[Records shown]

//! Fleet of simulated workers

use std::net::SocketAddr;
use std::time::Duration;

use surge_core::{NodeId, SurgeResult};

use crate::profile::{QoeProfile, ReportGenerator};
use crate::worker::{Directive, SimulatedWorker, DEFAULT_RECV_TIMEOUT};

/// Several workers connected to the same coordinator, in admission order
pub struct Fleet {
    workers: Vec<SimulatedWorker>,
    generators: Vec<ReportGenerator>,
}

impl Fleet {
    pub fn len(&self) -> usize {
        self.workers.len()
    }

    pub fn is_empty(&self) -> bool {
        self.workers.is_empty()
    }

    pub fn ids(&self) -> Vec<NodeId> {
        self.workers.iter().map(SimulatedWorker::node_id).collect()
    }

    pub fn worker(&mut self, idx: usize) -> &mut SimulatedWorker {
        &mut self.workers[idx]
    }

    /// Wait for one directive on every worker, in admission order
    pub async fn next_directives(&mut self) -> SurgeResult<Vec<Option<Directive>>> {
        let mut out = Vec::with_capacity(self.workers.len());
        for worker in &mut self.workers {
            out.push(worker.next_directive().await?);
        }
        Ok(out)
    }

    /// Every worker reports its current target with generated figures
    pub async fn report_all(&mut self) -> SurgeResult<()> {
        for (worker, generator) in self.workers.iter_mut().zip(self.generators.iter_mut()) {
            worker.report_with(generator).await?;
        }
        Ok(())
    }

    /// Disconnect the worker at `idx`
    pub async fn disconnect(&mut self, idx: usize) -> SurgeResult<NodeId> {
        let worker = self.workers.remove(idx);
        self.generators.remove(idx);
        let id = worker.node_id();
        worker.close().await?;
        Ok(id)
    }
}

/// Fleet builder
pub struct FleetBuilder {
    nodes: usize,
    profile: QoeProfile,
    seed: u64,
    recv_timeout: Duration,
}

impl FleetBuilder {
    pub fn new() -> Self {
        FleetBuilder {
            nodes: 1,
            profile: QoeProfile::default(),
            seed: 0,
            recv_timeout: DEFAULT_RECV_TIMEOUT,
        }
    }

    /// Number of workers to connect
    pub fn with_nodes(mut self, count: usize) -> Self {
        self.nodes = count;
        self
    }

    /// QoE figures the workers report
    pub fn with_profile(mut self, profile: QoeProfile) -> Self {
        self.profile = profile;
        self
    }

    /// Base RNG seed; worker `i` uses `seed + i`
    pub fn with_seed(mut self, seed: u64) -> Self {
        self.seed = seed;
        self
    }

    pub fn with_recv_timeout(mut self, timeout: Duration) -> Self {
        self.recv_timeout = timeout;
        self
    }

    /// Connect the workers one after another so admission order is known
    pub async fn connect(self, addr: SocketAddr) -> SurgeResult<Fleet> {
        let mut workers = Vec::with_capacity(self.nodes);
        let mut generators = Vec::with_capacity(self.nodes);
        for i in 0..self.nodes {
            let worker = SimulatedWorker::connect(addr)
                .await?
                .with_recv_timeout(self.recv_timeout);
            workers.push(worker);
            generators.push(ReportGenerator::with_seed(
                self.profile.clone(),
                self.seed + i as u64,
            ));
        }
        Ok(Fleet {
            workers,
            generators,
        })
    }
}

impl Default for FleetBuilder {
    fn default() -> Self {
        Self::new()
    }
}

[/Records shown]

_Exercise objective_
Scan the material above for the string "async". Copy each line that holds it.

_Answer to the problem_
    pub async fn next_directives(&mut self) -> SurgeResult<Vec<Option<Directive>>> {
    pub async fn report_all(&mut self) -> SurgeResult<()> {
    pub async fn disconnect(&mut self, idx: usize) -> SurgeResult<NodeId> {
    pub async fn connect(self, addr: SocketAddr) -> SurgeResult<Fleet> {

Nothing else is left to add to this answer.